Monday, 15 April 2019 | Kelly Kislaya | Ranchi

Sangeeta (name changed), a 15 year old girl living in a shelter home of Ranchi refuses to go back home. She was raped by her step father around a year ago and was moved to the shelter home when the matter came to light.

An FIR was lodged and her step father was arrested. However, under the pressure of her mother, she was forced to change her statement in the court which led to the acquittal of the criminal.

In her statement to child welfare committee (CWC) Ranchi the minor was adamant not to go home as she felt unsafe and was worried that she might again be harassed by her step father.

Meanwhile, on being contacted, mother of the girl said that the allegations of the girl against her step father are false. “She has been cooking stories. We want her back at home but she is not ready to come,” said the mother of the girl.

Chairperson of Ranchi CWC Rupa Kumari said that the child’s best interest is the concern of CWC and sending her back home would put her safety at risk.

Kumari pointed out that there are around a dozen of girls in Ranchi’s girls’ shelter home who refuse to go back home. “In most of the cases, they have either been abused by one of their family member or being sold away by the family itself. These girls fear the same incident being repeated and thus refuse going back home,” Kumari said.

This is not just the situation in shelter homes of Ranchi but also in other districts. Chairperson of Jharkhand State Commission for Child Rights (JSCPCR), Arti Kujur, who frequently visits the shelter homes of the State said, “Around 15% to 20% children in almost every shelter home do not want to go home as they feel unsafe at their own homes or do not any immediate family.”

Member of CWC Simdega Meera Kumari claimed that there are similar cases in her district. “There is a girl who was being forcefully married off by her parents. She managed to run away and was brought to CWC. Now, she refuses to go home claiming that her parents would get her married. Also, her parents do not seem to be interested in taking back the child as they have not contacted us despite us sending them summons several times,” she said.

Similarly, there are around 15 girls in Khunti’s shelter home who do not wish to return home. Member of CWC Khunti, Baidnath Kumar said that CWC tries to repatriate the child in their best interest. "We try counseling both parents and children because shelter home is not a permanent solution as it keeps the child away from family as well as the mainstream society," he said.

In some cases where the children do agree to go back home after counseling, CWC summons the parents along with the child for counseling every 14 days, at least for two months, to ensure that the child is safe. Those girls who are adamant to not return home are enrolled in residential schools like Kasturba Gandhi Balika Vidyalaya (KGBV) so that they are linked with education. These girls return to shelter home during holidays.

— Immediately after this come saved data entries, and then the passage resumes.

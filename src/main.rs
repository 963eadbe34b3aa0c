//! 频道目录抓取 → M3U 生成 → GitHub 发布，按固定间隔自动刷新。
//!
//! 代码结构（读代码入口）：
//! - `base_system`：配置/日志/宿主能力等基础设施
//! - `catalog`：拉取并解析频道目录页
//! - `resolver`：并发解析每个频道的播放地址
//! - `playlist`：生成/写入/读取 M3U
//! - `publish`：通过 GitHub contents API 发布
//! - `pipeline`：一次完整刷新的编排
//! - `scheduler`：定时 + 手动触发（single-flight）
//! - `ui`：控制台命令循环

use anyhow::{Result, anyhow, bail};
use clap::Parser;
use std::path::Path;

mod base_system;
mod catalog;
mod network;
mod pipeline;
mod playlist;
mod publish;
mod resolver;
mod scheduler;
mod ui;

use base_system::config::{config_path, load_or_create};
use base_system::context::{Config, PublishTarget};
use base_system::host::host_for;
use base_system::logging::{LogOptions, LogSystem};
use pipeline::{RunStatus, run_once};
use publish::github::{GithubContentsStore, TokenCheck};
use resolver::progress::ResolveProgress;
use tracing::{error, info, warn};

const VERSION: &str = env!("CARGO_PKG_VERSION");

#[derive(Debug, Parser)]
#[command(name = "isp-tv-publisher")]
#[command(about = "ISP TV channel list scraper and M3U publisher")]
struct Cli {
    /// 启用调试日志输出
    #[arg(long, default_value_t = false)]
    debug: bool,

    /// 只刷新一次然后退出（不进入定时模式）
    #[arg(long, default_value_t = false)]
    once: bool,

    /// 显示版本信息后退出
    #[arg(long, default_value_t = false)]
    version: bool,

    /// 数据目录路径（用于存放 config.yml 和 logs 等文件，方便 Docker 挂载）
    #[arg(long)]
    data_dir: Option<String>,
}

fn main() -> Result<()> {
    let cli = Cli::parse();

    if cli.version {
        println!("ISP TV Publisher v{}", VERSION);
        return Ok(());
    }

    let data_dir = cli.data_dir.as_deref().map(Path::new);
    let _log = init_logging(cli.debug, data_dir)?;
    info!(target: "startup", "当前版本: v{}", VERSION);

    let path = config_path::<Config>(data_dir);
    let mut config = load_or_create::<Config>(&path).map_err(|e| anyhow!(e.to_string()))?;
    let run_cfg = match config.to_run_config() {
        Ok(cfg) => cfg,
        Err(err) => {
            error!("配置无效，请修改 {} 后重试\n{}", path.display(), err);
            bail!("invalid configuration");
        }
    };

    check_token(&run_cfg.publish);

    if cli.once {
        let mut progress = ResolveProgress::with_cli_bar();
        let report = run_once(&run_cfg, host_for(run_cfg.open_after_run), &mut progress);
        println!("{}", report);
        if report.status == RunStatus::Aborted {
            bail!("refresh aborted");
        }
        return Ok(());
    }

    ui::noui::run(&mut config, &path, run_cfg)
}

/// 启动时检查 token；只提示，不阻止运行。
fn check_token(target: &PublishTarget) {
    let store = match GithubContentsStore::new(target) {
        Ok(store) => store,
        Err(err) => {
            warn!(target: "startup", "无法初始化 GitHub 客户端: {}", err);
            return;
        }
    };
    match store.verify_token() {
        Ok(TokenCheck::RepoScope) => info!(target: "startup", "GitHub token 校验通过"),
        Ok(TokenCheck::Unscoped) => {
            info!(target: "startup", "GitHub token 可用（无法确认权限范围）")
        }
        Err(err) => warn!(target: "startup", "GitHub token 校验失败，发布可能失败: {}", err),
    }
}

fn init_logging(debug: bool, base_dir: Option<&Path>) -> Result<LogSystem> {
    let opts = LogOptions {
        debug,
        ..LogOptions::default()
    };
    LogSystem::init_with_base(opts, base_dir).map_err(|e| anyhow!(e))
}
//! 解析进度上报与 CLI 进度条。

use indicatif::{ProgressBar, ProgressDrawTarget, ProgressStyle};

#[derive(Debug, Clone, Copy, Default, PartialEq, Eq)]
pub struct ResolveSnapshot {
    pub done: usize,
    pub resolved: usize,
    pub total: usize,
}

pub type ProgressCallback = Box<dyn FnMut(ResolveSnapshot) + Send>;

pub struct ResolveProgress {
    snapshot: ResolveSnapshot,
    cb: Option<ProgressCallback>,
    bar: Option<ProgressBar>,
}

impl ResolveProgress {
    /// 静默上报（只走回调，可为空）。
    pub fn quiet(cb: Option<ProgressCallback>) -> Self {
        Self {
            snapshot: ResolveSnapshot::default(),
            cb,
            bar: None,
        }
    }

    /// 在 stderr 上显示进度条。
    pub fn with_cli_bar() -> Self {
        let bar = ProgressBar::with_draw_target(Some(0), ProgressDrawTarget::stderr());
        let style = ProgressStyle::with_template(
            "{prefix} [{elapsed_precise}] {wide_bar} {pos}/{len} {msg}",
        )
        .unwrap_or_else(|_| ProgressStyle::default_bar())
        .progress_chars("##-");
        bar.set_style(style);
        bar.set_prefix("频道解析");
        Self {
            snapshot: ResolveSnapshot::default(),
            cb: None,
            bar: Some(bar),
        }
    }

    pub fn snapshot(&self) -> ResolveSnapshot {
        self.snapshot
    }

    pub(crate) fn start(&mut self, total: usize) {
        self.snapshot = ResolveSnapshot {
            done: 0,
            resolved: 0,
            total,
        };
        if let Some(bar) = &self.bar {
            bar.set_length(total as u64);
            bar.set_position(0);
        }
        self.emit();
    }

    pub(crate) fn inc(&mut self, ok: bool) {
        self.snapshot.done = (self.snapshot.done + 1).min(self.snapshot.total);
        if ok {
            self.snapshot.resolved += 1;
        }
        if let Some(bar) = &self.bar {
            bar.set_position(self.snapshot.done as u64);
            bar.set_message(format!("ok {}", self.snapshot.resolved));
        }
        self.emit();
    }

    pub(crate) fn finish(&mut self) {
        if let Some(bar) = self.bar.take() {
            bar.finish_and_clear();
        }
    }

    fn emit(&mut self) {
        if let Some(cb) = self.cb.as_mut() {
            cb(self.snapshot);
        }
    }
}
//! HTTP 客户端构造与页面抓取。

use std::time::Duration;

use reqwest::StatusCode;
use reqwest::blocking::Client;
use reqwest::header::{
    ACCEPT, ACCEPT_ENCODING, CONNECTION, HeaderMap, HeaderValue, REFERER, USER_AGENT,
};
use thiserror::Error;
use url::Url;

#[derive(Debug, Error)]
pub enum HttpError {
    #[error("request failed: {0}")]
    Request(#[from] reqwest::Error),
    #[error("unexpected status {status} from {url}")]
    Status { status: u16, url: String },
}

/// 一次 GET 的结果：重定向后的最终地址 + 正文。
#[derive(Debug, Clone)]
pub struct Page {
    pub final_url: Url,
    pub body: String,
}

/// 构造抓取目录/播放页用的阻塞客户端（浏览器 UA + Referer 指向目录页）。
pub fn build_scrape_client(
    user_agent: &str,
    referer: &str,
    timeout: Duration,
) -> Result<Client, HttpError> {
    // reqwest 未启用 gzip 解码，要求 identity 编码
    let mut headers = HeaderMap::new();
    headers.insert(ACCEPT_ENCODING, HeaderValue::from_static("identity"));
    headers.insert(CONNECTION, HeaderValue::from_static("keep-alive"));
    headers.insert(
        ACCEPT,
        HeaderValue::from_static("text/html,application/xhtml+xml,application/xml;q=0.9,*/*;q=0.8"),
    );
    headers.insert(
        USER_AGENT,
        HeaderValue::from_str(user_agent).unwrap_or(HeaderValue::from_static("Mozilla/5.0")),
    );
    if let Ok(v) = HeaderValue::from_str(referer) {
        headers.insert(REFERER, v);
    }

    let client = Client::builder()
        .default_headers(headers)
        .timeout(timeout)
        .build()?;
    Ok(client)
}

pub fn fetch_page(client: &Client, url: &str) -> Result<Page, HttpError> {
    let resp = client.get(url).send()?;
    check_status(resp.status(), resp.url())?;
    let final_url = resp.url().clone();
    let body = resp.text()?;
    Ok(Page { final_url, body })
}

/// 非 2xx 一律视为失败（重定向已由 reqwest 跟随）。
pub fn check_status(status: StatusCode, url: &Url) -> Result<(), HttpError> {
    if status.is_success() {
        return Ok(());
    }
    Err(HttpError::Status {
        status: status.as_u16(),
        url: url.to_string(),
    })
}

#[cfg(test)]
mod tests {
    use super::*;
    use crate::catalog::FetchError;

    fn url() -> Url {
        Url::parse("http://tv.example/").unwrap()
    }

    #[test]
    fn test_success_status_passes() {
        assert!(check_status(StatusCode::OK, &url()).is_ok());
        assert!(check_status(StatusCode::NO_CONTENT, &url()).is_ok());
    }

    #[test]
    fn test_error_status_becomes_fetch_error() {
        let err = check_status(StatusCode::SERVICE_UNAVAILABLE, &url()).unwrap_err();
        assert!(matches!(
            &err,
            HttpError::Status { status: 503, url } if url == "http://tv.example/"
        ));

        let fetch: FetchError = err.into();
        assert!(matches!(
            fetch,
            FetchError::Http(HttpError::Status { status: 503, .. })
        ));
        assert!(fetch.to_string().contains("503"));
    }

    #[test]
    fn test_not_found_is_error() {
        assert!(matches!(
            check_status(StatusCode::NOT_FOUND, &url()),
            Err(HttpError::Status { status: 404, .. })
        ));
    }

    #[test]
    fn test_scrape_client_accepts_odd_user_agent() {
        let client = build_scrape_client("bad\nagent", "not a header\u{7f}", Duration::from_secs(1));
        assert!(client.is_ok());
    }
}
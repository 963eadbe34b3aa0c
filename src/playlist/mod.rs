//! 播放列表生成（扩展 M3U）。
//!
//! 输出顺序始终跟随目录顺序，与解析完成顺序无关。空结果不生成文件，
//! 已有的本地/远端播放列表保持不变。

pub mod m3u;

use std::collections::HashMap;
use std::io;
use std::path::{Path, PathBuf};

use thiserror::Error;
use time::OffsetDateTime;

use crate::catalog::CatalogEntry;
use crate::resolver::ResolvedChannel;

pub const HEADER: &str = "#EXTM3U";

#[derive(Debug, Error)]
#[error("failed to write playlist {path}: {source}")]
pub struct WriteError {
    pub path: PathBuf,
    pub source: io::Error,
}

#[derive(Debug, Clone)]
pub struct PlaylistArtifact {
    channels: Vec<ResolvedChannel>,
    generated_at: OffsetDateTime,
}

impl PlaylistArtifact {
    /// 按目录顺序重排解析结果；没有任何频道时返回 `None`。
    pub fn build(catalog: &[CatalogEntry], resolved: &[ResolvedChannel]) -> Option<Self> {
        let urls: HashMap<&str, &str> = resolved
            .iter()
            .map(|c| (c.entry.id.as_str(), c.stream_url.as_str()))
            .collect();

        let channels: Vec<ResolvedChannel> = catalog
            .iter()
            .filter_map(|entry| {
                urls.get(entry.id.as_str()).map(|url| ResolvedChannel {
                    entry: entry.clone(),
                    stream_url: (*url).to_string(),
                })
            })
            .collect();

        if channels.is_empty() {
            return None;
        }
        Some(Self {
            channels,
            generated_at: OffsetDateTime::now_utc(),
        })
    }

    pub fn channels(&self) -> &[ResolvedChannel] {
        &self.channels
    }

    pub fn generated_at(&self) -> OffsetDateTime {
        self.generated_at
    }

    pub fn render(&self) -> String {
        let mut lines = Vec::with_capacity(self.channels.len() * 2 + 1);
        lines.push(HEADER.to_string());
        for ch in &self.channels {
            let name = safe_name(&ch.entry.name);
            lines.push(format!(
                "#EXTINF:-1 tvg-name=\"{name}\" tvg-logo=\"{}\" group-title=\"{}\",{name}",
                ch.entry.logo_url, ch.entry.category
            ));
            lines.push(ch.stream_url.clone());
        }
        lines.join("\n")
    }

    pub fn to_bytes(&self) -> Vec<u8> {
        self.render().into_bytes()
    }
}

/// 名称里的双引号替换成单引号，不做反斜杠转义。
pub fn safe_name(name: &str) -> String {
    name.replace('"', "'")
}

/// 先写临时文件再替换，避免播放器读到半个文件。
pub fn write_artifact(path: &Path, bytes: &[u8]) -> Result<(), WriteError> {
    let wrap = |source| WriteError {
        path: path.to_path_buf(),
        source,
    };
    if let Some(parent) = path.parent()
        && !parent.as_os_str().is_empty()
    {
        std::fs::create_dir_all(parent).map_err(wrap)?;
    }
    let tmp = path.with_extension(format!(
        "{}part",
        path.extension().and_then(|s| s.to_str()).unwrap_or("")
    ));
    std::fs::write(&tmp, bytes).map_err(wrap)?;
    std::fs::rename(&tmp, path).map_err(wrap)?;
    Ok(())
}
//! GitHub contents API（`/repos/{repo}/contents/{path}`）。

use std::time::Duration;

use reqwest::StatusCode;
use reqwest::blocking::{Client, RequestBuilder, Response};
use reqwest::header::{ACCEPT, AUTHORIZATION, USER_AGENT};
use serde_json::Value;
use tracing::{debug, warn};

use super::{DocumentStore, PublishError, PutBody};
use crate::base_system::context::PublishTarget;

const UA: &str = concat!("isp-tv-publisher/", env!("CARGO_PKG_VERSION"));

/// token 校验结果。
#[derive(Debug, Clone, Copy, PartialEq, Eq)]
pub enum TokenCheck {
    /// classic token，且带 `repo` 权限
    RepoScope,
    /// 没有 `X-OAuth-Scopes` 头（fine-grained token），无法从响应判断权限
    Unscoped,
}

pub struct GithubContentsStore {
    client: Client,
    api_root: String,
    repo: String,
    token: String,
    lookup_timeout: Duration,
    upload_timeout: Duration,
}

impl GithubContentsStore {
    pub fn new(target: &PublishTarget) -> Result<Self, PublishError> {
        let client = Client::builder().build()?;
        Ok(Self {
            client,
            api_root: target.api_root.clone(),
            repo: target.repo.clone(),
            token: target.token.clone(),
            lookup_timeout: target.lookup_timeout,
            upload_timeout: target.upload_timeout,
        })
    }

    pub fn contents_url(&self, path: &str) -> String {
        format!(
            "{}/repos/{}/contents/{}",
            self.api_root,
            self.repo,
            path.trim_start_matches('/')
        )
    }

    fn authorized(&self, req: RequestBuilder) -> RequestBuilder {
        req.header(AUTHORIZATION, format!("Bearer {}", self.token))
            .header(ACCEPT, "application/vnd.github+json")
            .header(USER_AGENT, UA)
    }

    /// 检查 token 是否可用（需要 `repo` 权限）。
    pub fn verify_token(&self) -> Result<TokenCheck, PublishError> {
        let resp = self
            .authorized(self.client.get(format!("{}/user", self.api_root)))
            .timeout(self.lookup_timeout)
            .send()?;
        let status = resp.status();
        if status != StatusCode::OK {
            return Err(error_for(resp));
        }
        match resp.headers().get("x-oauth-scopes") {
            None => Ok(TokenCheck::Unscoped),
            Some(v) => {
                let scopes = v.to_str().unwrap_or_default();
                if has_repo_scope(scopes) {
                    Ok(TokenCheck::RepoScope)
                } else {
                    warn!("token 缺少 repo 权限，当前权限: {}", scopes);
                    Err(PublishError::Auth(status.as_u16()))
                }
            }
        }
    }
}

impl DocumentStore for GithubContentsStore {
    fn lookup_revision(&self, path: &str, branch: &str) -> Result<Option<String>, PublishError> {
        let url = self.contents_url(path);
        debug!("查询远端文件 sha，URL: {}?ref={}", url, branch);
        let resp = self
            .authorized(self.client.get(&url))
            .query(&[("ref", branch)])
            .timeout(self.lookup_timeout)
            .send()?;

        let status = resp.status().as_u16();
        let body = resp.text()?;
        revision_from_response(status, &body)
    }

    fn put_document(&self, path: &str, body: &PutBody) -> Result<(), PublishError> {
        let resp = self
            .authorized(self.client.put(self.contents_url(path)))
            .json(body)
            .timeout(self.upload_timeout)
            .send()?;
        match resp.status().as_u16() {
            200 | 201 => Ok(()),
            _ => Err(error_for(resp)),
        }
    }
}

/// 查询结果：404 表示文档不存在（新建），2xx 取 sha，其余按状态码分类。
fn revision_from_response(status: u16, body: &str) -> Result<Option<String>, PublishError> {
    if status == 404 {
        return Ok(None);
    }
    if !(200..300).contains(&status) {
        return Err(classify_status(status, body.to_string()));
    }
    let data: Value = serde_json::from_str(body)
        .map_err(|e| PublishError::Malformed(format!("contents response is not json: {e}")))?;
    extract_sha(&data).map(Some)
}

fn extract_sha(data: &Value) -> Result<String, PublishError> {
    match data {
        Value::Object(map) => map
            .get("sha")
            .and_then(Value::as_str)
            .map(str::to_string)
            .ok_or_else(|| PublishError::Malformed("contents response without sha".to_string())),
        Value::Array(_) => Err(PublishError::Malformed(
            "target path is a directory".to_string(),
        )),
        _ => Err(PublishError::Malformed(
            "contents response is not an object".to_string(),
        )),
    }
}

fn has_repo_scope(scopes: &str) -> bool {
    scopes.split(',').map(str::trim).any(|s| s == "repo")
}

fn error_for(resp: Response) -> PublishError {
    let status = resp.status().as_u16();
    let body = resp.text().unwrap_or_default();
    classify_status(status, body)
}

fn classify_status(status: u16, body: String) -> PublishError {
    match status {
        401 | 403 => PublishError::Auth(status),
        409 | 422 => PublishError::Conflict(status),
        _ => PublishError::Status {
            status,
            body: body.chars().take(200).collect(),
        },
    }
}

#[cfg(test)]
mod tests {
    use super::*;
    use serde_json::json;

    fn target() -> PublishTarget {
        PublishTarget {
            api_root: "https://api.github.com".to_string(),
            repo: "someone/tv".to_string(),
            path: "lists/channels.m3u".to_string(),
            branch: "main".to_string(),
            token: "t".to_string(),
            lookup_timeout: Duration::from_secs(5),
            upload_timeout: Duration::from_secs(5),
        }
    }

    #[test]
    fn test_contents_url() {
        let store = GithubContentsStore::new(&target()).unwrap();
        assert_eq!(
            store.contents_url("lists/channels.m3u"),
            "https://api.github.com/repos/someone/tv/contents/lists/channels.m3u"
        );
    }

    #[test]
    fn test_extract_sha() {
        assert_eq!(
            extract_sha(&json!({"name": "channels.m3u", "sha": "deadbeef"})).unwrap(),
            "deadbeef"
        );
        assert!(matches!(
            extract_sha(&json!([{"sha": "x"}])),
            Err(PublishError::Malformed(_))
        ));
        assert!(extract_sha(&json!({"name": "x"})).is_err());
    }

    #[test]
    fn test_lookup_not_found_means_new_document() {
        assert_eq!(
            revision_from_response(404, r#"{"message":"Not Found"}"#).unwrap(),
            None
        );
    }

    #[test]
    fn test_lookup_existing_document_returns_sha() {
        let body = r#"{"type":"file","path":"channels.m3u","sha":"3d21ec53a331"}"#;
        assert_eq!(
            revision_from_response(200, body).unwrap().as_deref(),
            Some("3d21ec53a331")
        );
    }

    #[test]
    fn test_lookup_failures_are_errors() {
        assert!(matches!(
            revision_from_response(401, "Bad credentials"),
            Err(PublishError::Auth(401))
        ));
        assert!(matches!(
            revision_from_response(500, ""),
            Err(PublishError::Status { status: 500, .. })
        ));
        assert!(matches!(
            revision_from_response(200, "<html>"),
            Err(PublishError::Malformed(_))
        ));
    }

    #[test]
    fn test_classify_status() {
        assert!(matches!(classify_status(401, String::new()), PublishError::Auth(401)));
        assert!(matches!(
            classify_status(409, String::new()),
            PublishError::Conflict(409)
        ));
        assert!(matches!(
            classify_status(422, String::new()),
            PublishError::Conflict(422)
        ));
        assert!(matches!(
            classify_status(500, "oops".to_string()),
            PublishError::Status { status: 500, .. }
        ));
    }

    #[test]
    fn test_repo_scope_detection() {
        assert!(has_repo_scope("gist, repo, workflow"));
        assert!(!has_repo_scope("public_repo, gist"));
        assert!(!has_repo_scope(""));
    }
}
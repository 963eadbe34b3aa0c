pub mod config;
pub mod context;
pub mod host;
pub mod logging;
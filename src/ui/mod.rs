//! 交互层入口（控制台命令循环）。

pub mod noui;
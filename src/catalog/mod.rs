//! 频道目录抓取。
//!
//! 子模块：
//! - `parser` — 目录页解析（可替换的 `CatalogParser`）

pub mod parser;

use std::sync::Arc;

use reqwest::blocking::Client;
use thiserror::Error;
use tracing::{debug, info};
use url::Url;

use crate::base_system::context::RunConfig;
use crate::network::{self, HttpError};
use parser::{CatalogParser, HtmlCatalogParser};

/// 目录中的一个频道条目。
#[derive(Debug, Clone, PartialEq, Eq)]
pub struct CatalogEntry {
    pub id: String,
    pub name: String,
    pub logo_url: String,
    pub category: String,
}

#[derive(Debug, Error)]
pub enum FetchError {
    #[error("invalid catalog url {url}: {source}")]
    InvalidUrl {
        url: String,
        source: url::ParseError,
    },
    #[error("catalog request failed: {0}")]
    Http(#[from] HttpError),
}

pub struct CatalogFetcher {
    client: Client,
    base: Url,
    parser: Arc<dyn CatalogParser>,
}

impl CatalogFetcher {
    pub fn new(cfg: &RunConfig) -> Result<Self, FetchError> {
        Self::with_parser(cfg, Arc::new(HtmlCatalogParser::new()))
    }

    pub fn with_parser(cfg: &RunConfig, parser: Arc<dyn CatalogParser>) -> Result<Self, FetchError> {
        let base = Url::parse(&cfg.base_url).map_err(|source| FetchError::InvalidUrl {
            url: cfg.base_url.clone(),
            source,
        })?;
        let client =
            network::build_scrape_client(&cfg.user_agent, &cfg.base_url, cfg.catalog_timeout)?;
        Ok(Self {
            client,
            base,
            parser,
        })
    }

    /// 抓取一次目录页并解析。任何网络/状态码错误都直接返回，由调用方中止本次运行。
    pub fn fetch(&self) -> Result<Vec<CatalogEntry>, FetchError> {
        debug!("开始抓取目录，URL: {}", self.base);
        let page = network::fetch_page(&self.client, self.base.as_str())?;
        let entries = self.parser.parse(&page.body, &self.base);
        info!("目录解析完成：{} 个频道", entries.len());
        Ok(entries)
    }
}
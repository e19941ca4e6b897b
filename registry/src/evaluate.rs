//! Constraint evaluation.

use structcheck_core::{Inspect, Kind};

use crate::constraint::{Constraint, TypeClass};
use crate::sign::Sign;

/// Outcome of a legal check.
#[derive(Debug, Clone, Copy, PartialEq, Eq)]
pub enum Verdict {
    Pass,
    Fail,
}

impl Verdict {
    pub fn is_pass(self) -> bool {
        matches!(self, Verdict::Pass)
    }

    fn from_bool(passed: bool) -> Self {
        if passed {
            Verdict::Pass
        } else {
            Verdict::Fail
        }
    }
}

/// A constraint was applied to a value outside its type class.
#[derive(Debug, Clone, Copy, PartialEq, Eq)]
pub struct ClassMismatch {
    /// The class the constraint is defined over.
    pub class: TypeClass,
    /// Concrete type of the value the constraint was applied to.
    pub found: &'static str,
}

impl Constraint {
    /// Evaluate this constraint against the value declared at a position.
    ///
    /// Legality depends only on the value's kind, which is fixed by its
    /// type: `Positive` on an `Option<i32>` is illegal whether the option is
    /// `Some` or `None`, and `NotNil` on a `Box` is illegal because a box is
    /// never absent. Indirections are not looked through.
    pub fn evaluate(self, value: &dyn Inspect) -> Result<Verdict, ClassMismatch> {
        let class = self.class();
        let kind = value.kind();
        if class.admits(&kind) {
            Ok(self.test(&kind))
        } else if self.asserts_class() {
            Ok(Verdict::Fail)
        } else {
            Err(ClassMismatch {
                class,
                found: value.type_name(),
            })
        }
    }

    /// Whether this constraint can be evaluated against the value at all.
    pub fn applies_to(self, value: &dyn Inspect) -> bool {
        self.evaluate(value).is_ok()
    }

    /// Apply the predicate to a value already known to be in class.
    fn test(self, kind: &Kind<'_>) -> Verdict {
        let passed = match (self, kind) {
            (Constraint::NotNil, Kind::Optional(target)) => target.is_some(),
            (Constraint::Nil, Kind::Optional(target)) => target.is_none(),
            (Constraint::Positive, Kind::Number(n)) => Sign::Positive.matches(n),
            (Constraint::Negative, Kind::Number(n)) => Sign::Negative.matches(n),
            (Constraint::NoSign, Kind::Number(n)) => Sign::Zero.matches(n),
            (Constraint::NotEmpty, Kind::Container(c)) => !c.is_empty(),
            (Constraint::Empty, Kind::Container(c)) => c.is_empty(),
            (Constraint::Nilable | Constraint::Numeric | Constraint::Container, _) => true,
            (constraint, kind) => unreachable!(
                "{constraint} tested against out-of-class {}",
                kind.label()
            ),
        };
        Verdict::from_bool(passed)
    }
}
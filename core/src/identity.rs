//! Referent identity.

use crate::Inspect;

/// Identity of an inspected value: its address together with its concrete type.
///
/// A struct and its first member share an address, so the type name is part
/// of the key.
#[derive(Debug, Clone, Copy, PartialEq, Eq, Hash)]
pub struct Identity {
    address: usize,
    type_name: &'static str,
}

impl Identity {
    pub fn of(value: &dyn Inspect) -> Self {
        Self {
            address: value as *const dyn Inspect as *const () as usize,
            type_name: value.type_name(),
        }
    }

    pub fn address(&self) -> usize {
        self.address
    }

    pub fn type_name(&self) -> &'static str {
        self.type_name
    }
}
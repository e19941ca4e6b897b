//! structcheck
//!
//! Validate arbitrary, possibly self-referential data structures against
//! declarative per-field constraints.
//!
//! Responsibilities:
//! - Reduce the input to its root composite
//! - Walk the value graph breadth-first without revisiting referents
//! - Resolve the constraints of every declared position through a `CheckFinder`
//! - Evaluate them and aggregate failures into an ordered `FailureReport`
//!
//! ```ignore
//! use structcheck::Inspect;
//!
//! #[derive(Inspect)]
//! struct Order {
//!     #[checks("Positive")]
//!     quantity: i32,
//!     #[checks("NotNil")]
//!     customer: Option<Box<Customer>>,
//! }
//!
//! structcheck::validate(&order)?;
//! ```

extern crate self as structcheck;

mod error;
mod finder;
mod helpers;
mod located;
mod report;
mod traversal;
mod validator;

pub use error::{CheckError, CheckResult};
pub use finder::{CheckFinder, FixedFinder, MappingFinder, NilableFinder, TagFinder};
pub use helpers::{
    check_fields_exist, check_fields_not_nil, check_no_nils, field_exists, lookup_field,
    FieldLookup,
};
pub use located::Located;
pub use report::{FailureRecord, FailureReport};
pub use traversal::Traversal;
pub use validator::{custom_validate, traverse, validate, Validator};

pub use structcheck_core::{
    render, short_type_name, AsInspect, Complex, Complex32, Complex64, Composite, Container,
    Identity, Inspect, Kind, Member, Number, Step,
};
pub use structcheck_macros::Inspect;
pub use structcheck_registry::{
    parse_check_list, ClassMismatch, Constraint, ParseConstraintError, Sign, TypeClass, Verdict,
};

However, the problem arises because every shelter home has a limited capacity. For instance, Premashray, the girls’ shelter home in Ranchi has a capacity of 50 girls but is currently housing 53, as there is no alternate option.

A staff at Premashray said, “The girls come to the shelter home during holidays because they have nowhere else to go once the school is closed. In such situation, if more children come in suddenly, adjusting them becomes a huge issue.”

Also, with more number of children living in shelter homes the pendency of cases under CWC increases. Rupa Kumari said, “Unless the child is not repatriated, CWC cannot release the child. While the reason for pendency is genuine, there is a need to find permanent solution to this problem.”

Foster care system can prove to be a good alternative for such children, suggested Baidnath Kumar. He said, “In foster care the child can get the love of family he or she deserves.”

Agreeing with Kumar, Rupa Kumari said that there is a provision for both single foster and group foster. Under single foster, a child is sent to live with a family which can meet all their need while group foster is a system where a social organization takes up the responsibility of looking after a group of children during the holidays of residential schools they are studying in.

However, CWC Ranchi chairperson pointed out the sad reality about lack of awareness of foster care system among citizens. “First of all there is no social organization in the city which offers group foster. As far as single foster is concerned, not many people know that there is any provision like this and the number of applications we get is very less,” she said.

Kumari added, “There is a dire need to spread awareness about the foster system and CWC along with the state women and child development department is working towards spreading awareness.”

JSCPCR chairperson pointed out that even if such children do stay at shelter homes till they are adult, once they attain the age of 18 they cannot be kept in the homes. “In such a situation they have nowhere to go. Linking these children with skill development programmes can help provide a long term situation,” she said.